Les regrets de mon ex-mari, mon nouveau départ
Chapitre 3
La porte d'entrée s'entrouvrit dans un déclic, révélant une fente de lumière. Je la poussai davantage, entrant dans la chaleur familière, mais soudainement étrangère, de notre maison.
Tristan se tenait dans le salon, sa silhouette se découpant sur la lueur douce d'un lampadaire. Il ne portait pas le costume qu'il avait au vernissage. Il avait enfilé un peignoir de soie, mon peignoir de soie, celui gris anthracite que je lui avais offert pour son anniversaire. Il était une taille trop grande pour lui, conçu pour draper lâchement ma silhouette.
Ses cheveux étaient humides, légèrement ébouriffés. Il avait l'air... détendu. Trop détendu. Une odeur étrange flottait dans l'air, un mélange de son eau de Cologne et de quelque chose de sucré, vaguement floral. Ce n'était pas mon parfum.
Mon estomac se retourna. « La voiture est revenue », constatai-je, ma voix plate. « Tu as enfin déposé ton... projet ? »
Une toux féminine soudaine résonna depuis la direction de notre chambre. Notre chambre. Le sang quitta mon visage.
La tête de Tristan se tourna brusquement vers le son. Sa posture détendue s'évapora, remplacée par une tension rigide. Il se déplaça rapidement, presque frénétiquement, vers la porte de la chambre, la fermant doucement avant de se retourner vers moi.
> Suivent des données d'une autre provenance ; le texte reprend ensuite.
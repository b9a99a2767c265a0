// Sentiment augmentation: an optional, lazily acquired classifier.
//
// The SentimentClassifier trait is the capability; ClassifierLoader is how
// it gets acquired. SentimentAugmenter wraps both in a once-only state
// machine so a failed model load degrades to heuristics-only scoring for
// the rest of the process instead of being retried on every request.

pub mod augmenter;
pub mod download;
pub mod onnx;
pub mod traits;

pub use augmenter::{ClassifierState, ClassifierStatus, SentimentAugmenter};
pub use traits::{ClassifierLoader, SentimentClassifier, SentimentLabel, SentimentResult};
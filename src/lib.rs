//! homo-webview - chat window shell
//!
//! Opens a native webview on a loopback HTTP server that serves the bundled
//! UI, and answers messages posted by the page over the IPC channel.

pub mod assets;
pub mod cli;
pub mod config;
pub mod errors;
pub mod rpc;
pub mod server;
pub mod utils;
pub mod window;

// Re-export commonly used types
pub use assets::AssetStore;
pub use errors::*;
pub use rpc::{Dispatcher, MessageHandler, ReplySink};

/// homo-webview version
pub const VERSION: &str = env!("CARGO_PKG_VERSION");

/// Application name
pub const APP_NAME: &str = "homo-webview";
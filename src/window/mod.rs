//! Embedded webview window

pub mod bridge;
pub mod launcher;

pub use bridge::*;
pub use launcher::*;
//! Request middleware for the asset server

pub mod logging;
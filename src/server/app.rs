//! Asset server implementation

use std::net::SocketAddr;
use std::sync::Arc;
use tokio::task::JoinHandle;
use warp::Filter;

use crate::assets::AssetStore;
use crate::config::ServerConfig;
use crate::errors::{HomoError, Result};

/// A running asset server
pub struct AssetServer {
    addr: SocketAddr,
    task: JoinHandle<()>,
}

impl AssetServer {
    /// Bind on loopback with an ephemeral port and spawn the accept loop
    pub fn start(store: Arc<AssetStore>) -> Result<Self> {
        Self::start_with_config(&ServerConfig::default(), store)
    }

    pub fn start_with_config(config: &ServerConfig, store: Arc<AssetStore>) -> Result<Self> {
        if !config.bind_address.is_loopback() {
            return Err(HomoError::Bind(format!(
                "refusing to bind non-loopback address {}",
                config.bind_address
            )));
        }

        let logging = crate::server::middleware::logging::with_request_logging();
        let routes = crate::server::routes::create_routes(store).with(logging);

        let (addr, server) = warp::serve(routes).try_bind_ephemeral(config.socket_addr())?;
        log::info!("Asset server listening on http://{}", addr);

        let task = tokio::spawn(server);
        Ok(Self { addr, task })
    }

    pub fn local_addr(&self) -> SocketAddr {
        self.addr
    }

    /// Base URL of the server, e.g. `http://127.0.0.1:49152`
    pub fn url(&self) -> String {
        format!("http://{}", self.addr)
    }

    /// Watch the accept loop for the rest of the process; its end is fatal
    pub fn supervise(self) {
        let task = self.task;
        tokio::spawn(async move {
            match task.await {
                Ok(()) => log::error!("Asset server stopped accepting connections"),
                // Runtime shutdown, not a server failure
                Err(e) if e.is_cancelled() => return,
                Err(e) => log::error!("Asset server task failed: {}", e),
            }
            std::process::exit(1);
        });
    }

    /// Stop the accept loop without exiting
    pub fn abort(self) {
        self.task.abort();
    }
}
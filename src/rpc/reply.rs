//! Reply envelope codec

use serde::{Deserialize, Serialize};
use std::sync::Arc;

use crate::errors::Result;

/// JavaScript function in the page that renders a reply
pub const TALK_FUNCTION: &str = "chatWindow.talk";

/// Inner payload of a reply
#[derive(Debug, Clone, PartialEq, Eq, Serialize, Deserialize)]
pub struct Says {
    pub says: Vec<String>,
}

/// `{"message":{"says":[...]}}`
#[derive(Debug, Clone, PartialEq, Eq, Serialize, Deserialize)]
pub struct Envelope {
    pub message: Says,
}

impl Envelope {
    pub fn new<S: AsRef<str>>(messages: &[S]) -> Self {
        Self {
            message: Says {
                says: messages.iter().map(|m| m.as_ref().to_string()).collect(),
            },
        }
    }
}

/// Serialize `messages` into the reply envelope
pub fn encode<S: AsRef<str>>(messages: &[S]) -> Result<Vec<u8>> {
    Ok(serde_json::to_vec(&Envelope::new(messages))?)
}

/// Script that hands the envelope to the page
pub fn reply_script<S: AsRef<str>>(messages: &[S]) -> Result<String> {
    let envelope = serde_json::to_string(&Envelope::new(messages))?;
    Ok(format!("{}({}, \"message\")", TALK_FUNCTION, envelope))
}

/// Somewhere a script can be evaluated, normally the page's JS context
pub trait ReplySink: Send + Sync {
    fn eval(&self, script: &str) -> Result<()>;
}

impl<T: ReplySink + ?Sized> ReplySink for Arc<T> {
    fn eval(&self, script: &str) -> Result<()> {
        (**self).eval(script)
    }
}

/// Push `messages` into the page. Failures are logged and the reply dropped.
pub fn send_reply<S: AsRef<str>>(sink: &dyn ReplySink, messages: &[S]) {
    let script = match reply_script(messages) {
        Ok(script) => script,
        Err(e) => {
            log::warn!("send_reply: envelope serialization failed: {}", e);
            return;
        }
    };

    if let Err(e) = sink.eval(&script) {
        log::warn!("send_reply: script evaluation failed: {}", e);
    }
}
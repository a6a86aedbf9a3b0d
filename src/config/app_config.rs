//! Window and server configuration

use serde::{Deserialize, Serialize};
use std::net::{IpAddr, Ipv4Addr, SocketAddr};

/// Title shown on the main window
pub const WINDOW_TITLE: &str = "Homo";

/// Settings for the embedded window, fixed for the window's lifetime
#[derive(Debug, Clone, PartialEq, Serialize, Deserialize)]
pub struct WindowConfig {
    /// Inner width in logical pixels
    pub width: f64,
    /// Inner height in logical pixels
    pub height: f64,
    /// Window title
    pub title: String,
    /// Page loaded into the webview
    pub url: String,
    /// Enables devtools in the webview
    pub debug: bool,
}

impl Default for WindowConfig {
    fn default() -> Self {
        Self {
            width: 400.0,
            height: 600.0,
            title: WINDOW_TITLE.to_string(),
            url: "about:blank".to_string(),
            debug: false,
        }
    }
}

impl WindowConfig {
    /// Default window pointed at `url`
    pub fn for_url(url: impl Into<String>, debug: bool) -> Self {
        Self {
            url: url.into(),
            debug,
            ..Self::default()
        }
    }
}

/// Asset server settings
#[derive(Debug, Clone, PartialEq, Eq, Serialize, Deserialize)]
pub struct ServerConfig {
    /// Listening address, always loopback
    pub bind_address: IpAddr,
    /// Listening port, 0 lets the OS pick
    pub port: u16,
}

impl Default for ServerConfig {
    fn default() -> Self {
        Self {
            bind_address: IpAddr::V4(Ipv4Addr::LOCALHOST),
            port: 0,
        }
    }
}

impl ServerConfig {
    pub fn socket_addr(&self) -> SocketAddr {
        SocketAddr::new(self.bind_address, self.port)
    }
}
« Chloé ? » appela-t-il, sa voix basse, empreinte d'inquiétude. « Tout va bien là-dedans ? »
Un « Oui » étouffé et gémissant vint de derrière la porte fermée. « Juste... un peu secouée. »
« Secouée ? » raillai-je, ma voix s'élevant. « Ou juste fini sa performance pour la soirée ? »
Tristan m'ignora. Il tourna doucement la poignée, ouvrant la porte juste assez pour se glisser à l'intérieur.
« Qu'est-ce qui s'est passé ? » l'entendis-je demander, sa voix un murmure bas.
Puis la voix de Chloé, tout aussi étouffée mais plus claire. « Oh, Tristan, je suis tellement désolée. J'ai... j'ai cassé quelque chose. Le cadre de votre photo de mariage. Il a juste glissé. »
Mon sang se glaça. Le cadre photo. Notre photo de mariage. Celle sur ma table de chevet, un cadeau de ma mère.
Je bousculai Tristan sans un mot, poussant la porte grande ouverte.
Elle était là. Chloé. Assise sur le bord de notre lit, enveloppée dans un de mes plaids en cachemire. Ses cheveux étaient encore humides, une mèche collée à sa joue. Ses yeux étaient rouges, mais pas de larmes. Ils étaient rouges de... autre chose.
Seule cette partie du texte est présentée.